[Records from a dataset]
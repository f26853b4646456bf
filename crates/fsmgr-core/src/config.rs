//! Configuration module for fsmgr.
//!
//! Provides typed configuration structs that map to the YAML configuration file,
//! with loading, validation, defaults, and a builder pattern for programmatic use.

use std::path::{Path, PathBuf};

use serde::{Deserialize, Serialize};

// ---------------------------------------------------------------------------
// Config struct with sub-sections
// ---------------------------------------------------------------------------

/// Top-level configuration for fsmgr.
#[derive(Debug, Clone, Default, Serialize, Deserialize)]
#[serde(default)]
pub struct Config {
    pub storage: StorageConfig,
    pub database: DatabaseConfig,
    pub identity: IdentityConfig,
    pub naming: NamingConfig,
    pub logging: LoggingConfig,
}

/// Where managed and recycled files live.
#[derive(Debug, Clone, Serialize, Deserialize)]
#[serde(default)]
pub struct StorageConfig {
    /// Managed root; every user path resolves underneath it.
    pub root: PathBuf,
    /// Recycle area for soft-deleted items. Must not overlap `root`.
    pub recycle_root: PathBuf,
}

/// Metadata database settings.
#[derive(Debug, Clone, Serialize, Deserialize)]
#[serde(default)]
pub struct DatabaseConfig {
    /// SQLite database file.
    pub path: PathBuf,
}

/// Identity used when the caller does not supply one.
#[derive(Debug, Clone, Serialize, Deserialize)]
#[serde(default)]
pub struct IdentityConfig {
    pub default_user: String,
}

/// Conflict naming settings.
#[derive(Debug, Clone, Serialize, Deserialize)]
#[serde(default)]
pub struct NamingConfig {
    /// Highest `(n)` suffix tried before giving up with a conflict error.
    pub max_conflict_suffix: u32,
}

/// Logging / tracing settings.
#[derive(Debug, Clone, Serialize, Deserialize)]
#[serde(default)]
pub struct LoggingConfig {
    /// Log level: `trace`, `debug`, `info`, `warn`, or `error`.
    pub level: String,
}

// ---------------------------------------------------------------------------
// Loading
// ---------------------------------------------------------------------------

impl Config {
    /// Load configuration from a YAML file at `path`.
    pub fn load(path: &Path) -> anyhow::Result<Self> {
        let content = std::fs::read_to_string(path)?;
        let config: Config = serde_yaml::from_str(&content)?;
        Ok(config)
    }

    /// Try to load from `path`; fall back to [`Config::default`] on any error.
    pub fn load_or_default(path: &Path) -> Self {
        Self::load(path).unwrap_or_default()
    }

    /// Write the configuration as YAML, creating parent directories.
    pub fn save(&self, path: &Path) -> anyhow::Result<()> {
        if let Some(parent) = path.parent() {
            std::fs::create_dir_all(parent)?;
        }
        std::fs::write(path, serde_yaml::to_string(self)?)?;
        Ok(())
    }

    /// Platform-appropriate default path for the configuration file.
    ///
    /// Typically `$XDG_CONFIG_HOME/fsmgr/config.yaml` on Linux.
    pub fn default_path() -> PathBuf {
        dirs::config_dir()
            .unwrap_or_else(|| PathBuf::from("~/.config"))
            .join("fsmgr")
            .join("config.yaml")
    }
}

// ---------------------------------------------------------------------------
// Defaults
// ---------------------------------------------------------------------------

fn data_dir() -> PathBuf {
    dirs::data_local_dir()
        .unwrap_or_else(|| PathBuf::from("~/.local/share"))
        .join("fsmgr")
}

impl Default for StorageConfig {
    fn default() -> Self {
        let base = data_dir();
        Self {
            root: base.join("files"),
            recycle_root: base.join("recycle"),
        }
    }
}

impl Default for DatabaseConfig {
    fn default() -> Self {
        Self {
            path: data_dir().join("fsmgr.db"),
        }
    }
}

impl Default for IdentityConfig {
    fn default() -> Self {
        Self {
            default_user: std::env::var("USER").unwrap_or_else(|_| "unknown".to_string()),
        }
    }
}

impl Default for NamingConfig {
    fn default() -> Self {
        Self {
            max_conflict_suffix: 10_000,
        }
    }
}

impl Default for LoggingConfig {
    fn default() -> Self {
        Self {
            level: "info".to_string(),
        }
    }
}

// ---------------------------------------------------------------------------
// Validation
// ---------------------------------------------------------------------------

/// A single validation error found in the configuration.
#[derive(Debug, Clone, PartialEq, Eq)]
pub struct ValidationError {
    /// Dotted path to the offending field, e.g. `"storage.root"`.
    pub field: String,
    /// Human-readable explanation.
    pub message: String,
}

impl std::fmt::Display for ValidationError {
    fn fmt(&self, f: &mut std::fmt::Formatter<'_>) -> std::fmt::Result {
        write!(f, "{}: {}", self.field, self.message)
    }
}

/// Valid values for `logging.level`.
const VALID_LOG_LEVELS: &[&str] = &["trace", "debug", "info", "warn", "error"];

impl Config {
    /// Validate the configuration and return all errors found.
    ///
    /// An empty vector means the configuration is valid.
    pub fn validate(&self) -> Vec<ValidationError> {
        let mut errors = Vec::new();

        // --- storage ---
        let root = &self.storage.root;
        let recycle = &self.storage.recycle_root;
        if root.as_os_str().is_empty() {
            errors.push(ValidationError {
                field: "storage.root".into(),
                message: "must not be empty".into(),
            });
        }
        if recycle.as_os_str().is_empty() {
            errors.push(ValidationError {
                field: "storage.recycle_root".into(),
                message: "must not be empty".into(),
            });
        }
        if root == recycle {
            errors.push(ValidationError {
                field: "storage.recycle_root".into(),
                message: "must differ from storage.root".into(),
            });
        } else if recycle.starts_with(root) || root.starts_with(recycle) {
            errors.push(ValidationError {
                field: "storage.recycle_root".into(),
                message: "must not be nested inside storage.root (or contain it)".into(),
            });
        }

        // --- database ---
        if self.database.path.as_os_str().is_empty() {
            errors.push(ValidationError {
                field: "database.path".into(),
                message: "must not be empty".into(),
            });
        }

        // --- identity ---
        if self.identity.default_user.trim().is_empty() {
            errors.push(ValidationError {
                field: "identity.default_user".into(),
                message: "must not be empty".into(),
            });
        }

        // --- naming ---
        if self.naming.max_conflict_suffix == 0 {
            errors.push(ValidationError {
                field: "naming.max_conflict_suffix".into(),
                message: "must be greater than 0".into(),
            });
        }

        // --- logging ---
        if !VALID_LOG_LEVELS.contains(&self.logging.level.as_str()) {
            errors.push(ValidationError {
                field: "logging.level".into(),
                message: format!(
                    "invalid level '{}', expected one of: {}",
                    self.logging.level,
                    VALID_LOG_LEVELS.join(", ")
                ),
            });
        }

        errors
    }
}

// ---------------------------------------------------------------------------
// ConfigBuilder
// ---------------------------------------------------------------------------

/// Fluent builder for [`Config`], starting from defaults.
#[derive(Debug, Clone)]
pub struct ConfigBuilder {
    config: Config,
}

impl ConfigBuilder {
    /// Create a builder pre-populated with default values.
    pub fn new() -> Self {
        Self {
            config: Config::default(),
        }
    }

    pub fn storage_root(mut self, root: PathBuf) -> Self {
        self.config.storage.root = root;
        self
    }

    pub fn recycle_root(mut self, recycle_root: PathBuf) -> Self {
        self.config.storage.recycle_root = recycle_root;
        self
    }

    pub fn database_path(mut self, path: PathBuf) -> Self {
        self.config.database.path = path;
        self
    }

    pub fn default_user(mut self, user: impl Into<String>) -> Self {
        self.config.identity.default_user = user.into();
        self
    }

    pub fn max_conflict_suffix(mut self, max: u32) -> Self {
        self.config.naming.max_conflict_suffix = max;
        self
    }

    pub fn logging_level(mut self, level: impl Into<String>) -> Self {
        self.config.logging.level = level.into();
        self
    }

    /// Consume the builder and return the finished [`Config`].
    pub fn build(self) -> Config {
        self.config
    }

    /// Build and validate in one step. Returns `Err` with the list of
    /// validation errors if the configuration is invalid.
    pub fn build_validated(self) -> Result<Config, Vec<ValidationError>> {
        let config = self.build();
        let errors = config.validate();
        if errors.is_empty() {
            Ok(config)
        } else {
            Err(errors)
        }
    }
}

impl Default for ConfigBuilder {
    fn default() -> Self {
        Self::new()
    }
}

→ **Task**: Above are the lines; repeat exactly the ones from the line containing "a conflict error." down to the line containing "dirs::config_dir()", both inclusive.

→ **Result for this task**:
    /// Highest `(n)` suffix tried before giving up with a conflict error.
    pub max_conflict_suffix: u32,
}

/// Logging / tracing settings.
#[derive(Debug, Clone, Serialize, Deserialize)]
#[serde(default)]
pub struct LoggingConfig {
    /// Log level: `trace`, `debug`, `info`, `warn`, or `error`.
    pub level: String,
}

// ---------------------------------------------------------------------------
// Loading
// ---------------------------------------------------------------------------

impl Config {
    /// Load configuration from a YAML file at `path`.
    pub fn load(path: &Path) -> anyhow::Result<Self> {
        let content = std::fs::read_to_string(path)?;
        let config: Config = serde_yaml::from_str(&content)?;
        Ok(config)
    }

    /// Try to load from `path`; fall back to [`Config::default`] on any error.
    pub fn load_or_default(path: &Path) -> Self {
        Self::load(path).unwrap_or_default()
    }

    /// Write the configuration as YAML, creating parent directories.
    pub fn save(&self, path: &Path) -> anyhow::Result<()> {
        if let Some(parent) = path.parent() {
            std::fs::create_dir_all(parent)?;
        }
        std::fs::write(path, serde_yaml::to_string(self)?)?;
        Ok(())
    }

    /// Platform-appropriate default path for the configuration file.
    ///
    /// Typically `$XDG_CONFIG_HOME/fsmgr/config.yaml` on Linux.
    pub fn default_path() -> PathBuf {
        dirs::config_dir()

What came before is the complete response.